• **SOURCE DATA**

....

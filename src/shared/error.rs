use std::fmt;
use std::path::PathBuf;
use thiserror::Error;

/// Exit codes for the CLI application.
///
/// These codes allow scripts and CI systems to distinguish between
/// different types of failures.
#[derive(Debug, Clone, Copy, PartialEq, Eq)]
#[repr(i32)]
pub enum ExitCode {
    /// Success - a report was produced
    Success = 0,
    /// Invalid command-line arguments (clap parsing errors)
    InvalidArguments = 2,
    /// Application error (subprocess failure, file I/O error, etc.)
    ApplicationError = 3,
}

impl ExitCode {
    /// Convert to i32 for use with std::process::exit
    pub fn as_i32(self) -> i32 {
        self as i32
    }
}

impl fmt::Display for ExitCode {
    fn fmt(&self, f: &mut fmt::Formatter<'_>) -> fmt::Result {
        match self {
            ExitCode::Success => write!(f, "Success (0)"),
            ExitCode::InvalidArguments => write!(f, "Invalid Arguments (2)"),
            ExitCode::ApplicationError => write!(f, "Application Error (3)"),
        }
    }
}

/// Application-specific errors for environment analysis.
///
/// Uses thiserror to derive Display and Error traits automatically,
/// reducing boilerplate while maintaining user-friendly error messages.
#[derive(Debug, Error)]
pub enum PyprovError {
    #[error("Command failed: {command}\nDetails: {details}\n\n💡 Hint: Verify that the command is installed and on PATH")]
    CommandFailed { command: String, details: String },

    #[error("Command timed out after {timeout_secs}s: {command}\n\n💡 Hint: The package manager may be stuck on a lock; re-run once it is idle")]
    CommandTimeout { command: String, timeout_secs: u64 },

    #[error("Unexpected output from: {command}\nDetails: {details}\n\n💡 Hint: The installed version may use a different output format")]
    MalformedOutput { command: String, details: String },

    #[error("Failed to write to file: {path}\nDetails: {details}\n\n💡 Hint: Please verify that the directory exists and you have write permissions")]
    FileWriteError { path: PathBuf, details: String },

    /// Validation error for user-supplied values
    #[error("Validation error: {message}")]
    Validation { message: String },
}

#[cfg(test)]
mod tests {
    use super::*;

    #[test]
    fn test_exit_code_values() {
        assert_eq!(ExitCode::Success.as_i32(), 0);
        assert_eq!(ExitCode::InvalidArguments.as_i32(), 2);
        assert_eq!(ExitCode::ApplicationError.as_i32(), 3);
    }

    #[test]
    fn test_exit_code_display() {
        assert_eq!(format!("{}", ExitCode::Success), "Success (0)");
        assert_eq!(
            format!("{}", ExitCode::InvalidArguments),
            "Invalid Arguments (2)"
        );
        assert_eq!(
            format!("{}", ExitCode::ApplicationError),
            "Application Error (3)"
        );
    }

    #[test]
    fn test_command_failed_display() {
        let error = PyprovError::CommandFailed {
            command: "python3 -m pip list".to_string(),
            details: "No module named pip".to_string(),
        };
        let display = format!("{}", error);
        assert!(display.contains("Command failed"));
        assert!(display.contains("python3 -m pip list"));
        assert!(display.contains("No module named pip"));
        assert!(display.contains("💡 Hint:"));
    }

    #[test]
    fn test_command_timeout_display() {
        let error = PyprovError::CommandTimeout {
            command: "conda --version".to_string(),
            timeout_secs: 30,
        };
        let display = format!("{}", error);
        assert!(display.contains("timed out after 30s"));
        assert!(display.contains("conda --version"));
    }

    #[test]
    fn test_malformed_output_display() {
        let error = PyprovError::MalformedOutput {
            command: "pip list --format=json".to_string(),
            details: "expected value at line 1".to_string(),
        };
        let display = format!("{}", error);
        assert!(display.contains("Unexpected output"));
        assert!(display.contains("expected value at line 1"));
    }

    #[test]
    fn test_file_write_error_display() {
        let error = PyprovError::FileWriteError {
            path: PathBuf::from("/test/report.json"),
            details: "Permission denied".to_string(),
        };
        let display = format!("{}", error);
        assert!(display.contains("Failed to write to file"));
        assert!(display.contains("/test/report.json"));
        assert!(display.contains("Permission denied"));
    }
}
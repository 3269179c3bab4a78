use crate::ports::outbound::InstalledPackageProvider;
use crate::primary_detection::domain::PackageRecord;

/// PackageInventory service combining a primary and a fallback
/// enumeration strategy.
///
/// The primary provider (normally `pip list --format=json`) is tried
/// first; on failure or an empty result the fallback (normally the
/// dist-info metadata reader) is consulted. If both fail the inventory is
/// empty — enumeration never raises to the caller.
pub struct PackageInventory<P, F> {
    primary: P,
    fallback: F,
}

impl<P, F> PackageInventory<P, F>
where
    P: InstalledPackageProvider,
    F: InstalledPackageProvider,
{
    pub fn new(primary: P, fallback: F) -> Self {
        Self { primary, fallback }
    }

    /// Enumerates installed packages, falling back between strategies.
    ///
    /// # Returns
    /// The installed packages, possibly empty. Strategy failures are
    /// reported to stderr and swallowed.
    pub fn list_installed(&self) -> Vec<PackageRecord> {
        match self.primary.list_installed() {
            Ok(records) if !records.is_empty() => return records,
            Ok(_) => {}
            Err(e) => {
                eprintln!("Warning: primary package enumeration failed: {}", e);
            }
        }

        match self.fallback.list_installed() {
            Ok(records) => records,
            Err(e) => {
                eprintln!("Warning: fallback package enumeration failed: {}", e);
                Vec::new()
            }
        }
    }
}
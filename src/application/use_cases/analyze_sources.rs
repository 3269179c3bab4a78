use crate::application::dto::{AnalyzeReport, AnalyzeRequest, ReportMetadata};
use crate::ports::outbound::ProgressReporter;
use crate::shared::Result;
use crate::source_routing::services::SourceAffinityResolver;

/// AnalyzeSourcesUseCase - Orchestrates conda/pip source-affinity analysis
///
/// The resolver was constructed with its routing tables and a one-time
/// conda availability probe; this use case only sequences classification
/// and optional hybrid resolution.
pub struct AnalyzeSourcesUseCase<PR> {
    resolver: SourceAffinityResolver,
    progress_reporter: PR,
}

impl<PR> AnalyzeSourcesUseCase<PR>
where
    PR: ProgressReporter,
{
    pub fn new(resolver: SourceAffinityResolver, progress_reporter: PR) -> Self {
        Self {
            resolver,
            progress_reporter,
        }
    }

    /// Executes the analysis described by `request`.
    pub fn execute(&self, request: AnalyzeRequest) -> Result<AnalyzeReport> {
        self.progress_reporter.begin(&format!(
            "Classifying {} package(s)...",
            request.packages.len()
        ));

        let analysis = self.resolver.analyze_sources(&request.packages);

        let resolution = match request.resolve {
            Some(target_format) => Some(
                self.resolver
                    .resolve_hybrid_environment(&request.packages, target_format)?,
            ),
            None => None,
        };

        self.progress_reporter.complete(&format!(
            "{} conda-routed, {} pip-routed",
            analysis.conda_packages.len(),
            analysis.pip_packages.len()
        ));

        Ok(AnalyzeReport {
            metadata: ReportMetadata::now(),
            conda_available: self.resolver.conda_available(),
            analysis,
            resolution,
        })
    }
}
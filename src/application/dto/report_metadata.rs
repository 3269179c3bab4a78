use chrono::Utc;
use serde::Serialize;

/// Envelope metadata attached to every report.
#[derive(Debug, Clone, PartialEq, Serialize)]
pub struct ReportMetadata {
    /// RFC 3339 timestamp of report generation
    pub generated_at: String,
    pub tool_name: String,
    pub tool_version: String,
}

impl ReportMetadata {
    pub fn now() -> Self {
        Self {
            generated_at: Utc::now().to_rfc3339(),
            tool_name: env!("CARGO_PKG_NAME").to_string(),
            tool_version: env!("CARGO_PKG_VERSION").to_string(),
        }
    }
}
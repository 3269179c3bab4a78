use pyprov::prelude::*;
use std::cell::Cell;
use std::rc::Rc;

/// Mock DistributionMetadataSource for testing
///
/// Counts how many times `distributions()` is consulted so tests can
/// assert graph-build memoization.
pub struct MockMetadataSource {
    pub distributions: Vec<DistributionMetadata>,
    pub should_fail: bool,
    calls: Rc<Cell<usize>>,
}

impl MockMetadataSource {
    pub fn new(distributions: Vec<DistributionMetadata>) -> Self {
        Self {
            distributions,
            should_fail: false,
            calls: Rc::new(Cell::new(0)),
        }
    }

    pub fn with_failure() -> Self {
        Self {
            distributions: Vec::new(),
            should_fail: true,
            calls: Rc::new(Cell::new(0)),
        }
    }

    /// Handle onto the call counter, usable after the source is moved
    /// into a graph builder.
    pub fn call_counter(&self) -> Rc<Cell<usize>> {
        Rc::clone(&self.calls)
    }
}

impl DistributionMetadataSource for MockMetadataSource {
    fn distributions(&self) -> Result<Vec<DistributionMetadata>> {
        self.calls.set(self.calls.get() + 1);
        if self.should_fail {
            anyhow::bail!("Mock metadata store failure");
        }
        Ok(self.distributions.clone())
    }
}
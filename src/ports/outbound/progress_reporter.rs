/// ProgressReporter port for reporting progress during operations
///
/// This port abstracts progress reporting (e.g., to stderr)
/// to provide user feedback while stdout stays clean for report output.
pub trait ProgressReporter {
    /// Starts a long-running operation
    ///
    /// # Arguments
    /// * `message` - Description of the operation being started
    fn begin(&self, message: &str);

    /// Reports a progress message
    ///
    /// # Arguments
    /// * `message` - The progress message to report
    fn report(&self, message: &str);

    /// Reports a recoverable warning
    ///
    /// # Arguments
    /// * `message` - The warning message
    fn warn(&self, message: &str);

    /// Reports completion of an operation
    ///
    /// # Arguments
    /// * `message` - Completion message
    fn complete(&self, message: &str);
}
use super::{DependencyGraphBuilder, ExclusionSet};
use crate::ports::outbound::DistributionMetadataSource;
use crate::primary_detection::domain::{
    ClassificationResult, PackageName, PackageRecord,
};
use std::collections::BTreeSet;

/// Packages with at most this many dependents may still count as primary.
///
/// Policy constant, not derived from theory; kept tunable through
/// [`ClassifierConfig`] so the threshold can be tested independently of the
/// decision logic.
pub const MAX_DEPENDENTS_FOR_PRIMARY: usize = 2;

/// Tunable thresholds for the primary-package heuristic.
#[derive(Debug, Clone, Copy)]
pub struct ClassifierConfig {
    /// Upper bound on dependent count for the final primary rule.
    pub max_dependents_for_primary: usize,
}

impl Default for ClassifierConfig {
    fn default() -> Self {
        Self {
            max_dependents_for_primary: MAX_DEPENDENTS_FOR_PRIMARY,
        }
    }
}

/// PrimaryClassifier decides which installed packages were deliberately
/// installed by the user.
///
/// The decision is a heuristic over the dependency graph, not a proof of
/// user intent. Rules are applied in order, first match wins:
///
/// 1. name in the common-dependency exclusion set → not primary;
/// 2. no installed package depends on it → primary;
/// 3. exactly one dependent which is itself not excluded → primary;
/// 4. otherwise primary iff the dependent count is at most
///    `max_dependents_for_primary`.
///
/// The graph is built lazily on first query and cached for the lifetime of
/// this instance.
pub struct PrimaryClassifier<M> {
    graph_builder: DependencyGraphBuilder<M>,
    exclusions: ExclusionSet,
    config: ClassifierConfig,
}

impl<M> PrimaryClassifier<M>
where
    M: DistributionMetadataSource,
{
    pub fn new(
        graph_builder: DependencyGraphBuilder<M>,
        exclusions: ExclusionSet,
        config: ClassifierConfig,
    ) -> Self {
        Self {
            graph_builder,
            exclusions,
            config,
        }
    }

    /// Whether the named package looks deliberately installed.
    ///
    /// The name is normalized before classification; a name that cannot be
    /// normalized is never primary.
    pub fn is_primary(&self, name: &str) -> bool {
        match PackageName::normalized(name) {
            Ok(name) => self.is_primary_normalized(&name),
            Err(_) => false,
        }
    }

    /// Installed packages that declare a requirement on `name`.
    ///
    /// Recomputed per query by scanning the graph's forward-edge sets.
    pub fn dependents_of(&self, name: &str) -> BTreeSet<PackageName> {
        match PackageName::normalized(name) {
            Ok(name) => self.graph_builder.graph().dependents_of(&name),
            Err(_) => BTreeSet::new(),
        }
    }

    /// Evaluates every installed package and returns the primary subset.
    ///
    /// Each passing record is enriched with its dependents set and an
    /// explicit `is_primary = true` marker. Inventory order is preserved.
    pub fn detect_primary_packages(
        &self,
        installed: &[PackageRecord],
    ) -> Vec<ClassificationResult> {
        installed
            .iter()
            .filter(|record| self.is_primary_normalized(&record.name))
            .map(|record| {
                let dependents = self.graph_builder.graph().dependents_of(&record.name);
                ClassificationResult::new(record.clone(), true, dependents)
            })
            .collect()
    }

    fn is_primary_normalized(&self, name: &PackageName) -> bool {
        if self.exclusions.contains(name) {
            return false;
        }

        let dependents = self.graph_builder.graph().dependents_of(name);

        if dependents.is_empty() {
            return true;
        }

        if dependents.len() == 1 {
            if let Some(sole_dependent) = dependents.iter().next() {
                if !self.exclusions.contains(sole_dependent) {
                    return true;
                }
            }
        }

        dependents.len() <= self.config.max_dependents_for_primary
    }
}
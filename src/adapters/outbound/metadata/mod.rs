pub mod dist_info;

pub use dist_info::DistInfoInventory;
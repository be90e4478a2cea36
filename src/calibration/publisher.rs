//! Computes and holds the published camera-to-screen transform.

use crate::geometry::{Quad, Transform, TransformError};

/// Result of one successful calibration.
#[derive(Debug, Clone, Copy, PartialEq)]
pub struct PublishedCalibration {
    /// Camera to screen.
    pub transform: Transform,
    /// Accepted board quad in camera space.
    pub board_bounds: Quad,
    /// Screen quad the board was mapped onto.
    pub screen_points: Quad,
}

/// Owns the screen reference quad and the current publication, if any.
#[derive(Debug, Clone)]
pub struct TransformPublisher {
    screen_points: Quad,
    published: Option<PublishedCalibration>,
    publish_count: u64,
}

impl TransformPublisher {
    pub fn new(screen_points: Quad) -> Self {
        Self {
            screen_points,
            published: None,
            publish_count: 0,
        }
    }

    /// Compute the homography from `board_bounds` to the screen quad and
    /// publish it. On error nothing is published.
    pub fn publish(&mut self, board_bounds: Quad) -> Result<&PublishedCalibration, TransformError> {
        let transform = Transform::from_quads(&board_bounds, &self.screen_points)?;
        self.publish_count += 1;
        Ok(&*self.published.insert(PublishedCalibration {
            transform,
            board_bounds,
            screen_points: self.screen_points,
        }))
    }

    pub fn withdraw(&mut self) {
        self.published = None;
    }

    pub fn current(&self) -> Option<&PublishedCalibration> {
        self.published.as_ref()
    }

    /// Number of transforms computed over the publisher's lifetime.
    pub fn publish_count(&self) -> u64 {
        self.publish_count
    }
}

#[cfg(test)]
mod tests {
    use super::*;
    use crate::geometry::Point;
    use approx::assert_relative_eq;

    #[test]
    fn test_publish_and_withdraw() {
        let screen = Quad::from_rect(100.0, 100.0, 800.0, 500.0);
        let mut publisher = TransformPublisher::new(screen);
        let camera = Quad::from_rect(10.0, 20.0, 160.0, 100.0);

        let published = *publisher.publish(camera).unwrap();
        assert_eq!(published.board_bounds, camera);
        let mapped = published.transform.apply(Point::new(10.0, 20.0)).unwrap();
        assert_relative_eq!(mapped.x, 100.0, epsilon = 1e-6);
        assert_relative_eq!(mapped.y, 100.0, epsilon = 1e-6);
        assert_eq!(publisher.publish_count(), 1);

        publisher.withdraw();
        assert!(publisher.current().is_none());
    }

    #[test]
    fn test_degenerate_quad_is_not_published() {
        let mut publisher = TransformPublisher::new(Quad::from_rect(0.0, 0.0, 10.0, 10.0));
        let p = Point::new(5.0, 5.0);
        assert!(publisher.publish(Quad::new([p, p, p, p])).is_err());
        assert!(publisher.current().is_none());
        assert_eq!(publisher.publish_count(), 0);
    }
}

....

Look above for the line with "fallback package enumeration" and the line with "Executes the analysis", and reproduce exactly those two lines plus every line between, nothing more.

• **RESPONSE TO THIS TASK**
                eprintln!("Warning: fallback package enumeration failed: {}", e);
                Vec::new()
            }
        }
    }
}
filename src/application/use_cases/analyze_sources.rs
repository 3269179c3bab4a78
use crate::application::dto::{AnalyzeReport, AnalyzeRequest, ReportMetadata};
use crate::ports::outbound::ProgressReporter;
use crate::shared::Result;
use crate::source_routing::services::SourceAffinityResolver;

/// AnalyzeSourcesUseCase - Orchestrates conda/pip source-affinity analysis
///
/// The resolver was constructed with its routing tables and a one-time
/// conda availability probe; this use case only sequences classification
/// and optional hybrid resolution.
pub struct AnalyzeSourcesUseCase<PR> {
    resolver: SourceAffinityResolver,
    progress_reporter: PR,
}

impl<PR> AnalyzeSourcesUseCase<PR>
where
    PR: ProgressReporter,
{
    pub fn new(resolver: SourceAffinityResolver, progress_reporter: PR) -> Self {
        Self {
            resolver,
            progress_reporter,
        }
    }

    /// Executes the analysis described by `request`.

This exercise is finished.